4. Problems present possibilities

It is counter-cultural to say that suffering might cultivate something good. Our western culture seeks comfort, pleasure and instant gratification. But if we recall the challenging times in our lives, these were often the places where we experienced growth and change. This is not to undermine the devastating effects caused by a relationship breakdown, losing a loved one, financial stress, business failure and unemployment which are very real and hard to endure.  The posture towards the problems in our lives, largely determines whether we will mature or remain unchanged. As scripture in Romans 5:3-5 affirms “Suffering produces perseverance, perseverance character, and character hope.” A framework for hard times considers the possibility that suffering might strengthen our character, and even deepen our hope in something beyond ourselves.

Whilst we cannot change our circumstances, we can explore the internal patterns that may be triggered during this crisis and seek to co-author our stories with God. Science proves we can change and create new patterns. Neuroplasticity refers to the brains ability to change throughout life. The human brain has an amazing ability to change through laying down new neural pathways or patterns. So, ask yourself:

  • What internal patterns are being revealed in this crisis?
  • What daily habits can I implement that can create the possibility for lasting change?

5. Other focus

What’s the larger story we are living for? How can we live this season for someone beyond ourselves? Social psychology research consistently shows that intentional acts of daily kindness actually make us happier.

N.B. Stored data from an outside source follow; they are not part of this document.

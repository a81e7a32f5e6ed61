use crate::adapters::{normalize_optional, normalize_title};
use crate::types::NormalizedItem;
use chrono::{DateTime, NaiveDate, NaiveDateTime, Utc};
use reqwest::Client;
use serde_json::Value;
use tracing::{debug, info};

/// Fetch items from a generic JSON API endpoint. The body is expected to be
/// an array of objects; any network, status or parse problem yields an empty
/// batch instead of an error; a malformed API response means "nothing to
/// ingest this cycle", not a failed source.
pub async fn fetch_api_items(client: &Client, api_url: &str) -> Vec<NormalizedItem> {
    let response = match client.get(api_url).send().await {
        Ok(response) => response,
        Err(e) => {
            debug!("API fetch failed for {}: {}", api_url, e);
            return Vec::new();
        }
    };

    let response = match response.error_for_status() {
        Ok(response) => response,
        Err(e) => {
            debug!("API returned error status for {}: {}", api_url, e);
            return Vec::new();
        }
    };

    let body: Value = match response.json().await {
        Ok(body) => body,
        Err(e) => {
            debug!("API body is not valid JSON for {}: {}", api_url, e);
            return Vec::new();
        }
    };

    let items = parse_api_items(&body);
    info!("Fetched {} items from API {}", items.len(), api_url);
    items
}

/// Normalize a JSON payload into candidate items. Elements must be objects;
/// the URL comes from `url` with `link` as fallback and elements without one
/// are skipped.
pub fn parse_api_items(body: &Value) -> Vec<NormalizedItem> {
    let rows = match body.as_array() {
        Some(rows) => rows,
        None => return Vec::new(),
    };

    let mut items = Vec::new();
    for row in rows {
        let obj = match row.as_object() {
            Some(obj) => obj,
            None => continue,
        };

        let url = obj
            .get("url")
            .and_then(Value::as_str)
            .map(str::trim)
            .filter(|u| !u.is_empty())
            .or_else(|| {
                obj.get("link")
                    .and_then(Value::as_str)
                    .map(str::trim)
                    .filter(|u| !u.is_empty())
            });
        let url = match url {
            Some(url) => url.to_string(),
            None => continue,
        };

        let title =
            normalize_title(obj.get("title").and_then(Value::as_str).unwrap_or_default());

        let summary = match obj.get("summary") {
            None | Some(Value::Null) => None,
            Some(Value::String(s)) => normalize_optional(Some(s)),
            Some(other) => normalize_optional(Some(&other.to_string())),
        };

        let published_at = ["published_at", "published", "date"]
            .iter()
            .find_map(|key| obj.get(*key))
            .and_then(parse_published);

        items.push(NormalizedItem {
            title,
            url,
            published_at,
            summary,
        });
    }

    items
}

/// Accepts a numeric epoch (seconds, integer or float) or an ISO-8601 string;
/// a trailing `Z` and offset-less timestamps are both treated as UTC.
/// Anything unparseable is an absent timestamp, never an error.
fn parse_published(raw: &Value) -> Option<DateTime<Utc>> {
    match raw {
        Value::Number(n) => {
            if let Some(secs) = n.as_i64() {
                DateTime::from_timestamp(secs, 0)
            } else {
                n.as_f64()
                    .and_then(|f| DateTime::from_timestamp(f as i64, 0))
            }
        }
        Value::String(s) => parse_iso_timestamp(s.trim()),
        _ => None,
    }
}

fn parse_iso_timestamp(s: &str) -> Option<DateTime<Utc>> {
    if let Ok(dt) = DateTime::parse_from_rfc3339(s) {
        return Some(dt.with_timezone(&Utc));
    }
    if let Ok(naive) = NaiveDateTime::parse_from_str(s, "%Y-%m-%dT%H:%M:%S%.f") {
        return Some(naive.and_utc());
    }
    if let Ok(date) = NaiveDate::parse_from_str(s, "%Y-%m-%d") {
        return date.and_hms_opt(0, 0, 0).map(|naive| naive.and_utc());
    }
    None
}
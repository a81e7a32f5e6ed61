use std::env;
use std::time::Duration;

/// Browser-style identification sent with feed requests. Some feed hosts
/// (RSSHub mirrors among them) reject default client signatures outright.
pub const BROWSER_USER_AGENT: &str = "Mozilla/5.0 (Windows NT 10.0; Win64; x64) \
AppleWebKit/537.36 (KHTML, like Gecko) Chrome/120.0.0.0 Safari/537.36";

/// Settings for the keyword extraction backend (OpenAI-compatible API).
/// Without an API key extraction is disabled and enrichment degrades to
/// "no keywords".
#[derive(Debug, Clone)]
pub struct ExtractionConfig {
    pub api_key: Option<String>,
    pub base_url: String,
    pub model: String,
}

impl Default for ExtractionConfig {
    fn default() -> Self {
        Self {
            api_key: None,
            base_url: "https://api.siliconflow.cn/v1".to_string(),
            model: "Qwen/Qwen3-8B".to_string(),
        }
    }
}

#[derive(Debug, Clone)]
pub struct CollectorConfig {
    pub database_url: String,
    pub user_agent: String,
    pub fetch_timeout_secs: u64,
    pub max_redirects: usize,
    pub collect_interval_secs: u64,
    pub startup_delay_secs: u64,
    pub shutdown_timeout_secs: u64,
    pub extraction: ExtractionConfig,
}

impl Default for CollectorConfig {
    fn default() -> Self {
        Self {
            database_url: "sqlite://hotspot.db?mode=rwc".to_string(),
            user_agent: BROWSER_USER_AGENT.to_string(),
            fetch_timeout_secs: 15,
            max_redirects: 5,
            collect_interval_secs: 3600,
            startup_delay_secs: 10,
            shutdown_timeout_secs: 5,
            extraction: ExtractionConfig::default(),
        }
    }
}

impl CollectorConfig {
    /// Load configuration from the environment, falling back to defaults for
    /// anything absent or malformed. No secrets are hardcoded; the extraction
    /// API key only ever comes from `SILICONFLOW_API_KEY`.
    pub fn from_env() -> Self {
        let defaults = Self::default();

        let extraction = ExtractionConfig {
            api_key: env::var("SILICONFLOW_API_KEY")
                .ok()
                .filter(|k| !k.trim().is_empty()),
            base_url: env::var("SILICONFLOW_BASE_URL")
                .unwrap_or(defaults.extraction.base_url),
            model: env::var("SILICONFLOW_MODEL").unwrap_or(defaults.extraction.model),
        };

        Self {
            database_url: env::var("DATABASE_URL").unwrap_or(defaults.database_url),
            user_agent: defaults.user_agent,
            fetch_timeout_secs: env_u64("COLLECT_FETCH_TIMEOUT_SECONDS", defaults.fetch_timeout_secs),
            max_redirects: defaults.max_redirects,
            collect_interval_secs: env_u64("COLLECT_INTERVAL_SECONDS", defaults.collect_interval_secs),
            startup_delay_secs: env_u64("COLLECT_STARTUP_DELAY_SECONDS", defaults.startup_delay_secs),
            shutdown_timeout_secs: env_u64(
                "COLLECT_SHUTDOWN_TIMEOUT_SECONDS",
                defaults.shutdown_timeout_secs,
            ),
            extraction,
        }
    }

    pub fn fetch_timeout(&self) -> Duration {
        Duration::from_secs(self.fetch_timeout_secs)
    }

    pub fn collect_interval(&self) -> Duration {
        Duration::from_secs(self.collect_interval_secs)
    }

    pub fn startup_delay(&self) -> Duration {
        Duration::from_secs(self.startup_delay_secs)
    }

    pub fn shutdown_timeout(&self) -> Duration {
        Duration::from_secs(self.shutdown_timeout_secs)
    }
}

fn env_u64(key: &str, default: u64) -> u64 {
    env::var(key)
        .ok()
        .and_then(|v| v.trim().parse().ok())
        .unwrap_or(default)
}
use actix_web::{HttpMessage, HttpRequest, HttpResponse, Result, web};
use validator::Validate;

use crate::error::AppError;
use crate::services::history::HistoryStore;
use crate::state::app_state::AppState;
use crate::structs::qr_request::{SaveCodeRequest, SaveHistoryRequest};
use crate::utils::jwt::Claims;

/// Save the session's current code into the local bounded history
pub async fn save_local(
    app_state: web::Data<AppState>,
    path: web::Path<String>,
    body: Option<web::Json<SaveHistoryRequest>>,
) -> Result<HttpResponse, AppError> {
    let id = path.into_inner();
    let req = body.map(|b| b.into_inner()).unwrap_or_default();
    req.validate()?;

    let entry = app_state.with_session(&id, |session| Ok(session.history_entry(req.name)))?;
    let item = app_state.local_history.save(entry).await?;

    Ok(HttpResponse::Created().json(item))
}

pub async fn list_local(app_state: web::Data<AppState>) -> Result<HttpResponse, AppError> {
    let items = app_state.local_history.list().await?;
    Ok(HttpResponse::Ok().json(items))
}

pub async fn delete_local(
    app_state: web::Data<AppState>,
    path: web::Path<String>,
) -> Result<HttpResponse, AppError> {
    app_state.local_history.delete(&path.into_inner()).await?;
    Ok(HttpResponse::NoContent().finish())
}

pub async fn clear_local(app_state: web::Data<AppState>) -> Result<HttpResponse, AppError> {
    app_state.local_history.clear().await?;
    log::info!("Cleared local history");
    Ok(HttpResponse::NoContent().finish())
}

// Set by JwtAuth for every request under /api/codes
fn current_owner(req: &HttpRequest) -> Result<String, AppError> {
    req.extensions()
        .get::<Claims>()
        .map(|claims| claims.sub.clone())
        .ok_or_else(|| AppError::Internal("User claims not found in request".to_string()))
}

/// Save a session's current code to the caller's remote history.
/// Nothing is recorded locally unless the insert succeeds.
pub async fn save_remote(
    app_state: web::Data<AppState>,
    req: HttpRequest,
    web::Json(body): web::Json<SaveCodeRequest>,
) -> Result<HttpResponse, AppError> {
    body.validate()?;
    let owner = current_owner(&req)?;
    let store = app_state.remote_history(&owner)?;

    let entry = app_state.with_session(&body.session_id, |session| {
        Ok(session.history_entry(body.name.clone()))
    })?;
    let item = store.save(entry).await.inspect_err(|e| {
        log::error!("Failed to save QR code for {}: {}", owner, e);
    })?;

    Ok(HttpResponse::Created().json(item))
}

pub async fn list_remote(
    app_state: web::Data<AppState>,
    req: HttpRequest,
) -> Result<HttpResponse, AppError> {
    let owner = current_owner(&req)?;
    let items = app_state
        .remote_history(&owner)?
        .list()
        .await
        .inspect_err(|e| log::error!("Failed to load QR codes for {}: {}", owner, e))?;
    Ok(HttpResponse::Ok().json(items))
}

pub async fn delete_remote(
    app_state: web::Data<AppState>,
    req: HttpRequest,
    path: web::Path<String>,
) -> Result<HttpResponse, AppError> {
    let owner = current_owner(&req)?;
    let code_id = path.into_inner();
    app_state
        .remote_history(&owner)?
        .delete(&code_id)
        .await
        .inspect_err(|e| log::error!("Failed to delete QR code {}: {}", code_id, e))?;
    Ok(HttpResponse::NoContent().finish())
}
pub mod config;
pub mod db;
pub mod error;
pub mod handlers;
pub mod middlewares;
pub mod models;
pub mod routes;
pub mod services;
pub mod state;
pub mod structs;
pub mod utils;
pub mod kv_store;
pub mod mongodb;
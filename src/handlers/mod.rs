pub mod export_handlers;
pub mod health_handlers;
pub mod history_handlers;
pub mod session_handlers;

  • Who do you want to be in the midst of this crisis?
  • What values do you hold that you want to live out of in this season? AND Live your daily habits out of these values.
  • How can I be generous with my resources: time, pantry, toilet paper, emotional resources?

Generally speaking, people who live from an ‘other focus’ have a greater sense of purpose and general wellbeing.

6. Our focus determines our reality

What we focus on largely determines how we experience the world around us and what we become. Interpretation is powerful and affects how we view the world around us. So how are you interpreting this season? DON’T engage in speculation, catastrophic fears, threat of scarcity, victim mentality or blame. But DO be self-aware and intentional.

What is the story you are telling yourself?

Ask yourself:

  • What is being formed in me during this time?
  • What has been exposed in my life during this crisis?
  • How do I want to be on the other side of this?
  • What habits, beliefs and patterns are best left in past?

Additionally, we can focus on having a thankful spirit. We can be thankful for the technology that allows us to still connect, for the beautiful weather, the beauty around us, the free resources offered by so many organisations in this season, and the opportunity to exercise outside.

Social psychology research has also found that writing down three things you are grateful for every day can increase your happiness by 25%.  So why not celebrate the unique opportunities that present for you in this season: making family bonding fun and creative, time as a couple to actively work on relationship goals, or to simply read a good book and catch up on your favourite shows!

Considering these thoughts will help you to live well in this season. That is, for us all to aspire to live from a place where we are more integrated, whole, able to be innovative and positively impact the lives of others around us.